Título: Runas: Um presente para o autoconhecimento
Autor: Carmen Romanini
Sinopse: Viagens, pesquisas, estudos, aulas e filosofias, tudo perpassando por quatro estações e locais distantes para o resultado: o livro As Runas: Um presente para o autoconhecimento da Réptil Editora. Uma aula prática, simples, terapêutica e fácil de entender sobre as runas - inscrições em pedras que uma vez entendidas em sua profundidade permitem a conexão e a leitura dos campos invisíveis e reais. Propõe o despertar do conhecimento através de símbolos e preenche uma lacuna de carência de publicações na área. O livro, segundo o jornalista Clayton Conservani que prefaciou a obra, é uma deliciosa viagem por um universo fascinante, repleto de mistérios e significados que estão ao nosso alcance. “É fantástico esse dom de pessoas como a Carmen, uma visionária que faz das runas uma forma de praticar o bem, de transformar pessoas e conceitos”. A publicação é um objeto de arte decorativo, adequado aos padrões de respeito ao meio ambiente e inteiramente produzido com papel reciclado.
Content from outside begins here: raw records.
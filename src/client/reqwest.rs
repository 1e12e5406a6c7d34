//! Adapters over `reqwest`, blocking and async
//!
//! Both adapters translate requests the same way; they differ only in which
//! reqwest client performs the call.

use reqwest::Method;
use tracing::{debug, trace};

use super::{collect_headers, format_http_version, reason_phrase, AsyncHttpClient, HttpClient};
use crate::errors::HttpError;
use crate::models::{Request, Response};

fn parse_method(request: &Request) -> Result<Method, HttpError<reqwest::Error>> {
    Method::from_bytes(request.method().as_bytes())
        .map_err(|e| HttpError::InvalidRequest(http::Error::from(e)))
}

/// [`HttpClient`] backed by `reqwest::blocking::Client`
///
/// The blocking client runs its own runtime internally; do not call it from
/// inside an async task.
#[derive(Debug, Clone)]
pub struct ReqwestClient {
    client: reqwest::blocking::Client,
}

impl ReqwestClient {
    pub fn new(client: reqwest::blocking::Client) -> Self {
        Self { client }
    }

    pub fn inner(&self) -> &reqwest::blocking::Client {
        &self.client
    }
}

impl From<reqwest::blocking::Client> for ReqwestClient {
    fn from(client: reqwest::blocking::Client) -> Self {
        Self::new(client)
    }
}

impl HttpClient for ReqwestClient {
    type Error = HttpError<reqwest::Error>;

    fn request(&self, request: &Request) -> Result<Response, Self::Error> {
        debug!(method = %request.method(), url = %request.url(), backend = "reqwest-blocking", "Sending request");

        let mut builder = self.client.request(parse_method(request)?, request.url());
        for (name, value) in request.headers() {
            builder = builder.header(name.as_str(), value.as_str());
        }
        let response = builder
            .body(request.content().to_vec())
            .send()
            .map_err(HttpError::Backend)?;

        let http_version = format_http_version(response.version());
        let status = response.status();
        let headers = collect_headers(response.headers());
        let content = response.bytes().map_err(HttpError::Backend)?;

        trace!(status = status.as_u16(), bytes = content.len(), "Response received");

        Ok(Response::new(http_version, status.as_u16(), reason_phrase(status))
            .with_headers(headers)
            .with_content(content))
    }
}

/// [`AsyncHttpClient`] backed by `reqwest::Client`
#[derive(Debug, Clone)]
pub struct AsyncReqwestClient {
    client: reqwest::Client,
}

impl AsyncReqwestClient {
    pub fn new(client: reqwest::Client) -> Self {
        Self { client }
    }

    pub fn inner(&self) -> &reqwest::Client {
        &self.client
    }
}

impl From<reqwest::Client> for AsyncReqwestClient {
    fn from(client: reqwest::Client) -> Self {
        Self::new(client)
    }
}

impl AsyncHttpClient for AsyncReqwestClient {
    type Error = HttpError<reqwest::Error>;

    async fn request(&self, request: &Request) -> Result<Response, Self::Error> {
        debug!(method = %request.method(), url = %request.url(), backend = "reqwest", "Sending request");

        let mut builder = self.client.request(parse_method(request)?, request.url());
        for (name, value) in request.headers() {
            builder = builder.header(name.as_str(), value.as_str());
        }
        let response = builder
            .body(request.content().clone())
            .send()
            .await
            .map_err(HttpError::Backend)?;

        let http_version = format_http_version(response.version());
        let status = response.status();
        let headers = collect_headers(response.headers());
        let content = response.bytes().await.map_err(HttpError::Backend)?;

        trace!(status = status.as_u16(), bytes = content.len(), "Response received");

        Ok(Response::new(http_version, status.as_u16(), reason_phrase(status))
            .with_headers(headers)
            .with_content(content))
    }
}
Didático, vem acompanhado de cartas desenhadas.
Contexto da obra
Quando a classificação é mais ampla, o contexto do livro costuma depender ainda mais de autoria, tema e edição. “Runas: Um presente para o autoconhecimento”, de Carmen Romanini, publicado pela editora Reptil, em 2008 e com 196 páginas, integra a categoria Livros Variados. Por isso, autoria, edição e tema acabam tendo ainda mais peso na forma de apresentar o livro.
Editora: Reptil
Páginas: 196
Ano: 2008
Edição:
Linguagem: português
ISBN: 8599625071
ISBN13: 9788599625071
Sobre a editora
Os livros da editora Réptil oferecem uma experiência de leitura que mescla poesia, arte visual e reflexões contemporâneas, frequentemente explorando o encontro entre texto e imagem. A narrativa pode variar entre o delicado e o analítico, com obras que transitam do ensaio sobre paisagens urbanas a relatos afetivos e livros infantis com toques de fantasia. O catálogo sugere um interesse em temas culturais e sociais, com abordagens que vão do detalhamento minucioso de ambientes e sentimentos até análises de fenômenos como o narcisismo e a inovação social. O tom das obras oscila entre o contemplativo e o didático, contemplando públicos que buscam tanto a imersão estética quanto o entendimento crítico.